Source data
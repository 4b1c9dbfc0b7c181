use crate::{
    auth::application::{
        request::login_request::LoginRequest, response::login_response::LoginResponse,
    },
    core::domain::{
        error::{ProxmoxError, ProxmoxResult, ValidationError},
        model::{auth::Auth, connection::Connection},
    },
};

use reqwest::{
    Client, StatusCode,
    header::{ACCEPT, CONTENT_TYPE, HeaderMap},
};

/// Performs the ticket exchange against `access/ticket`.
pub struct LoginService {
    default_headers: HeaderMap,
}

impl LoginService {
    pub fn new() -> Self {
        let mut default_headers = HeaderMap::new();
        default_headers.insert(CONTENT_TYPE, "application/json".parse().unwrap());
        default_headers.insert(ACCEPT, "application/json".parse().unwrap());

        Self { default_headers }
    }

    /// Exchanges the connection's credentials for an [`Auth`] ticket pair.
    pub async fn execute(&self, connection: &Connection) -> ProxmoxResult<Auth> {
        let http_client = Client::builder()
            .danger_accept_invalid_certs(connection.accept_invalid_certs())
            .build()
            .map_err(|e| ProxmoxError::Connection(e.to_string()))?;
        let url = self.build_login_url(connection);
        let request = self.build_login_request(connection);
        let response = self.send_request(&http_client, &url, &request).await?;

        match response.status() {
            StatusCode::OK => self.handle_successful_login(response).await,
            StatusCode::UNAUTHORIZED => Err(ProxmoxError::Authentication(
                "Invalid credentials provided".to_string(),
            )),
            StatusCode::BAD_REQUEST => Err(ValidationError::Field {
                field: "request".to_string(),
                message: "Invalid request format".to_string(),
            }
            .into()),
            StatusCode::NOT_FOUND => Err(ProxmoxError::Connection(
                "Login endpoint not found".to_string(),
            )),
            StatusCode::SERVICE_UNAVAILABLE => Err(ProxmoxError::Connection(
                "Proxmox service is currently unavailable".to_string(),
            )),
            status => Err(ProxmoxError::Connection(format!(
                "Unexpected response status: {}",
                status
            ))),
        }
    }

    fn build_login_url(&self, connection: &Connection) -> String {
        format!("{}api2/json/access/ticket", connection.url())
    }

    fn build_login_request(&self, connection: &Connection) -> LoginRequest {
        LoginRequest {
            username: connection.username().to_string(),
            password: connection.password().to_string(),
        }
    }

    async fn send_request(
        &self,
        client: &Client,
        url: &str,
        request: &LoginRequest,
    ) -> ProxmoxResult<reqwest::Response> {
        client
            .post(url)
            .headers(self.default_headers.clone())
            .json(request)
            .send()
            .await
            .map_err(|e| ProxmoxError::Connection(e.to_string()))
    }

    async fn handle_successful_login(&self, response: reqwest::Response) -> ProxmoxResult<Auth> {
        let login_response = response.json::<LoginResponse>().await.map_err(|e| {
            ProxmoxError::Connection(format!("Failed to parse login response: {}", e))
        })?;

        Auth::new(login_response.data.ticket, login_response.data.csrf_token)
    }
}

impl Default for LoginService {
    fn default() -> Self {
        Self::new()
    }
}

Exercise brief => Could you give the records above again, exactly and in full?

Result below =>
repository 4b1c9dbfc0b7c181
use crate::{
    auth::application::{
        request::login_request::LoginRequest, response::login_response::LoginResponse,
    },
    core::domain::{
        error::{ProxmoxError, ProxmoxResult, ValidationError},
        model::{auth::Auth, connection::Connection},
    },
};

use reqwest::{
    Client, StatusCode,
    header::{ACCEPT, CONTENT_TYPE, HeaderMap},
};

/// Performs the ticket exchange against `access/ticket`.
pub struct LoginService {
    default_headers: HeaderMap,
}

impl LoginService {
    pub fn new() -> Self {
        let mut default_headers = HeaderMap::new();
        default_headers.insert(CONTENT_TYPE, "application/json".parse().unwrap());
        default_headers.insert(ACCEPT, "application/json".parse().unwrap());

        Self { default_headers }
    }

    /// Exchanges the connection's credentials for an [`Auth`] ticket pair.
    pub async fn execute(&self, connection: &Connection) -> ProxmoxResult<Auth> {
        let http_client = Client::builder()
            .danger_accept_invalid_certs(connection.accept_invalid_certs())
            .build()
            .map_err(|e| ProxmoxError::Connection(e.to_string()))?;
        let url = self.build_login_url(connection);
        let request = self.build_login_request(connection);
        let response = self.send_request(&http_client, &url, &request).await?;

        match response.status() {
            StatusCode::OK => self.handle_successful_login(response).await,
            StatusCode::UNAUTHORIZED => Err(ProxmoxError::Authentication(
                "Invalid credentials provided".to_string(),
            )),
            StatusCode::BAD_REQUEST => Err(ValidationError::Field {
                field: "request".to_string(),
                message: "Invalid request format".to_string(),
            }
            .into()),
            StatusCode::NOT_FOUND => Err(ProxmoxError::Connection(
                "Login endpoint not found".to_string(),
            )),
            StatusCode::SERVICE_UNAVAILABLE => Err(ProxmoxError::Connection(
                "Proxmox service is currently unavailable".to_string(),
            )),
            status => Err(ProxmoxError::Connection(format!(
                "Unexpected response status: {}",
                status
            ))),
        }
    }

    fn build_login_url(&self, connection: &Connection) -> String {
        format!("{}api2/json/access/ticket", connection.url())
    }

    fn build_login_request(&self, connection: &Connection) -> LoginRequest {
        LoginRequest {
            username: connection.username().to_string(),
            password: connection.password().to_string(),
        }
    }

    async fn send_request(
        &self,
        client: &Client,
        url: &str,
        request: &LoginRequest,
    ) -> ProxmoxResult<reqwest::Response> {
        client
            .post(url)
            .headers(self.default_headers.clone())
            .json(request)
            .send()
            .await
            .map_err(|e| ProxmoxError::Connection(e.to_string()))
    }

    async fn handle_successful_login(&self, response: reqwest::Response) -> ProxmoxResult<Auth> {
        let login_response = response.json::<LoginResponse>().await.map_err(|e| {
            ProxmoxError::Connection(format!("Failed to parse login response: {}", e))
        })?;

        Auth::new(login_response.data.ticket, login_response.data.csrf_token)
    }
}

impl Default for LoginService {
    fn default() -> Self {
        Self::new()
    }
}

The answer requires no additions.